= Beginning of Section =

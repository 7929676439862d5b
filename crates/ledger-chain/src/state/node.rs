//! Merkle-Patricia trie nodes and their RLP form.
//!
//! Nodes whose encoding is shorter than 32 bytes are embedded in their parent;
//! everything else is referenced by `keccak256(encoding)`.

use crate::state::error::{
    TrieError,
    TrieResult,
};
use alloy_primitives::{
    B256,
    keccak256,
};
use alloy_rlp::{
    BufMut,
    Encodable,
    Header as RlpHeader,
};

/// Reference from a parent to a child node.
#[derive(Debug, Clone, Default, PartialEq, Eq)]
pub enum NodeRef {
    #[default]
    Empty,
    /// Stored node not yet loaded.
    Hash(B256),
    /// Loaded or freshly written node.
    Node(Box<Node>),
}

impl NodeRef {
    pub fn is_empty(&self) -> bool {
        matches!(self, Self::Empty)
    }

    pub(crate) fn node(node: Node) -> Self {
        Self::Node(Box::new(node))
    }
}

#[derive(Debug, Clone, PartialEq, Eq)]
pub enum Node {
    /// Terminal node holding the remaining key nibbles and the value.
    Leaf { path: Vec<u8>, value: Vec<u8> },
    /// Shared key prefix in front of a branch.
    Extension { path: Vec<u8>, child: NodeRef },
    /// Sixteen-way fork, optionally terminating a key.
    Branch {
        children: Box<[NodeRef; 16]>,
        value: Option<Vec<u8>>,
    },
}

impl Node {
    pub(crate) fn empty_branch() -> Box<[NodeRef; 16]> {
        Box::new(std::array::from_fn(|_| NodeRef::Empty))
    }

    /// Decodes a node from its stored form.
    pub fn decode(blob: &[u8]) -> TrieResult<Self> {
        let mut buf = blob;
        let node = decode_node(&mut buf)?;
        if !buf.is_empty() {
            return Err(TrieError::Decode(alloy_rlp::Error::UnexpectedLength));
        }
        Ok(node)
    }
}

/// Splits a key into nibbles.
pub fn key_to_nibbles(key: &[u8]) -> Vec<u8> {
    let mut nibbles = Vec::with_capacity(key.len() * 2);
    for byte in key {
        nibbles.push(byte >> 4);
        nibbles.push(byte & 0x0f);
    }
    nibbles
}

/// Packs an even number of nibbles back into bytes.
pub fn nibbles_to_key(nibbles: &[u8]) -> Vec<u8> {
    nibbles
        .chunks(2)
        .map(|pair| (pair[0] << 4) | pair.get(1).copied().unwrap_or(0))
        .collect()
}

/// Hex-prefix ("compact") encoding of a path.
fn compact_encode(path: &[u8], leaf: bool) -> Vec<u8> {
    let odd = path.len() % 2 == 1;
    let flag = (u8::from(leaf) << 1) | u8::from(odd);
    let mut out = Vec::with_capacity(path.len() / 2 + 1);
    let rest = if odd {
        out.push((flag << 4) | path[0]);
        &path[1..]
    } else {
        out.push(flag << 4);
        path
    };
    for pair in rest.chunks(2) {
        out.push((pair[0] << 4) | pair[1]);
    }
    out
}

fn compact_decode(compact: &[u8]) -> TrieResult<(Vec<u8>, bool)> {
    let Some(first) = compact.first() else {
        return Err(TrieError::Decode(alloy_rlp::Error::InputTooShort));
    };
    let flag = first >> 4;
    if flag > 3 {
        return Err(TrieError::Decode(alloy_rlp::Error::Custom("invalid compact flag")));
    }
    let leaf = flag & 2 != 0;
    let mut path = Vec::with_capacity(compact.len() * 2);
    if flag & 1 != 0 {
        path.push(first & 0x0f);
    }
    path.extend(key_to_nibbles(&compact[1..]));
    Ok((path, leaf))
}

/// Returns the next complete RLP item (header included) and advances `buf`.
fn take_item<'a>(buf: &mut &'a [u8]) -> TrieResult<(&'a [u8], RlpHeader, &'a [u8])> {
    let start = *buf;
    let header = RlpHeader::decode(buf).map_err(TrieError::Decode)?;
    if buf.len() < header.payload_length {
        return Err(TrieError::Decode(alloy_rlp::Error::InputTooShort));
    }
    let payload = &buf[..header.payload_length];
    *buf = &buf[header.payload_length..];
    let raw = &start[..start.len() - buf.len()];
    Ok((raw, header, payload))
}

fn decode_ref(buf: &mut &[u8]) -> TrieResult<NodeRef> {
    let (_, header, payload) = take_item(buf)?;
    if header.list {
        let mut inner = payload;
        let node = decode_list(&mut inner)?;
        return Ok(NodeRef::node(node));
    }
    match payload.len() {
        0 => Ok(NodeRef::Empty),
        32 => Ok(NodeRef::Hash(B256::from_slice(payload))),
        _ => Err(TrieError::Decode(alloy_rlp::Error::UnexpectedLength)),
    }
}

fn decode_node(buf: &mut &[u8]) -> TrieResult<Node> {
    let (_, header, payload) = take_item(buf)?;
    if !header.list {
        return Err(TrieError::Decode(alloy_rlp::Error::UnexpectedString));
    }
    let mut payload = payload;
    decode_list(&mut payload)
}

/// Decodes the payload of a node list.
fn decode_list(payload: &mut &[u8]) -> TrieResult<Node> {
    let mut items = Vec::with_capacity(17);
    let mut cursor = *payload;
    while !cursor.is_empty() {
        let (raw, _, _) = take_item(&mut cursor)?;
        items.push(raw);
    }
    *payload = cursor;

    match items.len() {
        2 => {
            let mut key_buf = items[0];
            let (_, key_header, compact) = take_item(&mut key_buf)?;
            if key_header.list {
                return Err(TrieError::Decode(alloy_rlp::Error::UnexpectedList));
            }
            let (path, leaf) = compact_decode(compact)?;
            let mut value_buf = items[1];
            if leaf {
                let (_, value_header, value) = take_item(&mut value_buf)?;
                if value_header.list {
                    return Err(TrieError::Decode(alloy_rlp::Error::UnexpectedList));
                }
                Ok(Node::Leaf {
                    path,
                    value: value.to_vec(),
                })
            } else {
                Ok(Node::Extension {
                    path,
                    child: decode_ref(&mut value_buf)?,
                })
            }
        }
        17 => {
            let mut children = Node::empty_branch();
            for (slot, raw) in children.iter_mut().zip(items.iter()) {
                let mut raw = *raw;
                *slot = decode_ref(&mut raw)?;
            }
            let mut value_buf = items[16];
            let (_, value_header, value) = take_item(&mut value_buf)?;
            if value_header.list {
                return Err(TrieError::Decode(alloy_rlp::Error::UnexpectedList));
            }
            Ok(Node::Branch {
                children,
                value: (!value.is_empty()).then(|| value.to_vec()),
            })
        }
        _ => Err(TrieError::Decode(alloy_rlp::Error::Custom("invalid node item count"))),
    }
}

/// A hashed node produced by [`Hasher`] in commit mode.
#[derive(Debug, Clone)]
pub struct CommittedNode {
    pub hash: B256,
    pub blob: Vec<u8>,
    /// Hashed nodes referenced from this node, including through embedded children.
    pub children: Vec<B256>,
}

/// Nodes and leaves collected while committing a trie.
#[derive(Debug, Clone, Default)]
pub struct NodeSet {
    /// Hashed nodes, children before parents.
    pub nodes: Vec<CommittedNode>,
    /// Leaf values with the hash of the closest hashed node containing them.
    pub leaves: Vec<(Vec<u8>, B256)>,
}

impl NodeSet {
    pub fn is_empty(&self) -> bool {
        self.nodes.is_empty()
    }

    pub fn len(&self) -> usize {
        self.nodes.len()
    }
}

/// Result of hashing a subtree: the bytes the parent embeds, plus hashes and
/// leaves that are not yet attributed to a hashed ancestor.
struct Encoded {
    reference: Vec<u8>,
    children: Vec<B256>,
    leaves: Vec<Vec<u8>>,
}

/// Computes node encodings and hashes, optionally collecting a [`NodeSet`].
pub(crate) struct Hasher {
    collect: Option<NodeSet>,
}

impl Hasher {
    pub(crate) fn new(collect: bool) -> Self {
        Self {
            collect: collect.then(NodeSet::default),
        }
    }

    pub(crate) fn into_set(self) -> NodeSet {
        self.collect.unwrap_or_default()
    }

    /// Root hash of `root`. The root is always hashed, whatever its size.
    pub(crate) fn hash_root(&mut self, root: &NodeRef) -> B256 {
        match root {
            NodeRef::Empty => crate::types::EMPTY_ROOT_HASH,
            NodeRef::Hash(hash) => *hash,
            NodeRef::Node(node) => {
                let encoded = self.encode_node(node);
                self.seal(encoded.reference, encoded.children, encoded.leaves)
            }
        }
    }

    fn encode_ref(&mut self, node_ref: &NodeRef) -> Encoded {
        match node_ref {
            NodeRef::Empty => {
                Encoded {
                    reference: vec![alloy_rlp::EMPTY_STRING_CODE],
                    children: Vec::new(),
                    leaves: Vec::new(),
                }
            }
            NodeRef::Hash(hash) => {
                Encoded {
                    reference: alloy_rlp::encode(*hash),
                    children: vec![*hash],
                    leaves: Vec::new(),
                }
            }
            NodeRef::Node(node) => {
                let encoded = self.encode_node(node);
                if encoded.reference.len() < 32 {
                    return encoded;
                }
                let hash = self.seal(encoded.reference, encoded.children, encoded.leaves);
                Encoded {
                    reference: alloy_rlp::encode(hash),
                    children: vec![hash],
                    leaves: Vec::new(),
                }
            }
        }
    }

    fn seal(&mut self, blob: Vec<u8>, children: Vec<B256>, leaves: Vec<Vec<u8>>) -> B256 {
        let hash = keccak256(&blob);
        if let Some(set) = &mut self.collect {
            set.nodes.push(CommittedNode {
                hash,
                blob,
                children,
            });
            set.leaves
                .extend(leaves.into_iter().map(|leaf| (leaf, hash)));
        }
        hash
    }

    fn encode_node(&mut self, node: &Node) -> Encoded {
        let mut payload = Vec::new();
        let mut children = Vec::new();
        let mut leaves = Vec::new();
        match node {
            Node::Leaf { path, value } => {
                compact_encode(path, true).as_slice().encode(&mut payload);
                value.as_slice().encode(&mut payload);
                leaves.push(value.clone());
            }
            Node::Extension { path, child } => {
                compact_encode(path, false).as_slice().encode(&mut payload);
                let child = self.encode_ref(child);
                payload.put_slice(&child.reference);
                children.extend(child.children);
                leaves.extend(child.leaves);
            }
            Node::Branch {
                children: slots,
                value,
            } => {
                for slot in slots.iter() {
                    let child = self.encode_ref(slot);
                    payload.put_slice(&child.reference);
                    children.extend(child.children);
                    leaves.extend(child.leaves);
                }
                match value {
                    Some(value) => {
                        value.as_slice().encode(&mut payload);
                        leaves.push(value.clone());
                    }
                    None => payload.put_u8(alloy_rlp::EMPTY_STRING_CODE),
                }
            }
        }
        let mut reference = Vec::with_capacity(payload.len() + 4);
        RlpHeader {
            list: true,
            payload_length: payload.len(),
        }
        .encode(&mut reference);
        reference.extend_from_slice(&payload);
        Encoded {
            reference,
            children,
            leaves,
        }
    }
}

/// Hashed children and leaf values referenced by a stored node.
pub fn node_children(blob: &[u8]) -> TrieResult<(Vec<B256>, Vec<Vec<u8>>)> {
    let node = Node::decode(blob)?;
    let mut hashes = Vec::new();
    let mut leaves = Vec::new();
    collect_refs(&node, &mut hashes, &mut leaves);
    Ok((hashes, leaves))
}

fn collect_refs(node: &Node, hashes: &mut Vec<B256>, leaves: &mut Vec<Vec<u8>>) {
    fn visit(child: &NodeRef, hashes: &mut Vec<B256>, leaves: &mut Vec<Vec<u8>>) {
        match child {
            NodeRef::Empty => {}
            NodeRef::Hash(hash) => hashes.push(*hash),
            NodeRef::Node(inner) => collect_refs(inner, hashes, leaves),
        }
    }
    match node {
        Node::Leaf { value, .. } => leaves.push(value.clone()),
        Node::Extension { child, .. } => visit(child, hashes, leaves),
        Node::Branch { children, value } => {
            for child in children.iter() {
                visit(child, hashes, leaves);
            }
            if let Some(value) = value {
                leaves.push(value.clone());
            }
        }
    }
}

#[cfg(test)]
mod tests {
    use super::*;

    #[test]
    fn compact_encoding_vectors() {
        assert_eq!(compact_encode(&[1, 2, 3, 4, 5], false), vec![0x11, 0x23, 0x45]);
        assert_eq!(compact_encode(&[0, 1, 2, 3, 4, 5], false), vec![0x00, 0x01, 0x23, 0x45]);
        assert_eq!(compact_encode(&[0, 15, 1, 12, 11, 8], true), vec![0x20, 0x0f, 0x1c, 0xb8]);
        assert_eq!(compact_encode(&[15, 1, 12, 11, 8], true), vec![0x3f, 0x1c, 0xb8]);
        for (path, leaf) in [(vec![1, 2, 3], true), (vec![], false), (vec![4, 5], true)] {
            assert_eq!(compact_decode(&compact_encode(&path, leaf)).unwrap(), (path, leaf));
        }
    }

    #[test]
    fn branch_with_embedded_and_hashed_children_decodes() {
        let mut children = Node::empty_branch();
        children[1] = NodeRef::node(Node::Leaf {
            path: vec![2],
            value: vec![7],
        });
        children[9] = NodeRef::Hash(B256::repeat_byte(3));
        let branch = Node::Branch {
            children,
            value: Some(vec![1, 2, 3]),
        };

        let mut hasher = Hasher::new(true);
        hasher.hash_root(&NodeRef::node(branch.clone()));
        let set = hasher.into_set();
        assert_eq!(set.len(), 1, "the embedded leaf must not be stored separately");
        let stored = &set.nodes[0];
        assert_eq!(stored.children, vec![B256::repeat_byte(3)]);
        assert_eq!(set.leaves.len(), 2);

        assert_eq!(Node::decode(&stored.blob).unwrap(), branch);
        let (hashes, leaves) = node_children(&stored.blob).unwrap();
        assert_eq!(hashes, vec![B256::repeat_byte(3)]);
        assert_eq!(leaves, vec![vec![7], vec![1, 2, 3]]);
    }

    #[test]
    fn nibble_round_trip() {
        let key = [0xab, 0x01, 0xf0];
        assert_eq!(key_to_nibbles(&key), vec![0xa, 0xb, 0x0, 0x1, 0xf, 0x0]);
        assert_eq!(nibbles_to_key(&key_to_nibbles(&key)), key.to_vec());
    }
}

= End of Section =

» Exercise
Lines from the top of the data above through the line with "#[derive(Debug, Clone, Default, PartialEq, Eq)]", both ends included: copy them exactly, nothing more.

» Task solution
repository 7929676439862d5b
filename crates/ledger-chain/src/state/node.rs
//! Merkle-Patricia trie nodes and their RLP form.
//!
//! Nodes whose encoding is shorter than 32 bytes are embedded in their parent;
//! everything else is referenced by `keccak256(encoding)`.

use crate::state::error::{
    TrieError,
    TrieResult,
};
use alloy_primitives::{
    B256,
    keccak256,
};
use alloy_rlp::{
    BufMut,
    Encodable,
    Header as RlpHeader,
};

/// Reference from a parent to a child node.
#[derive(Debug, Clone, Default, PartialEq, Eq)]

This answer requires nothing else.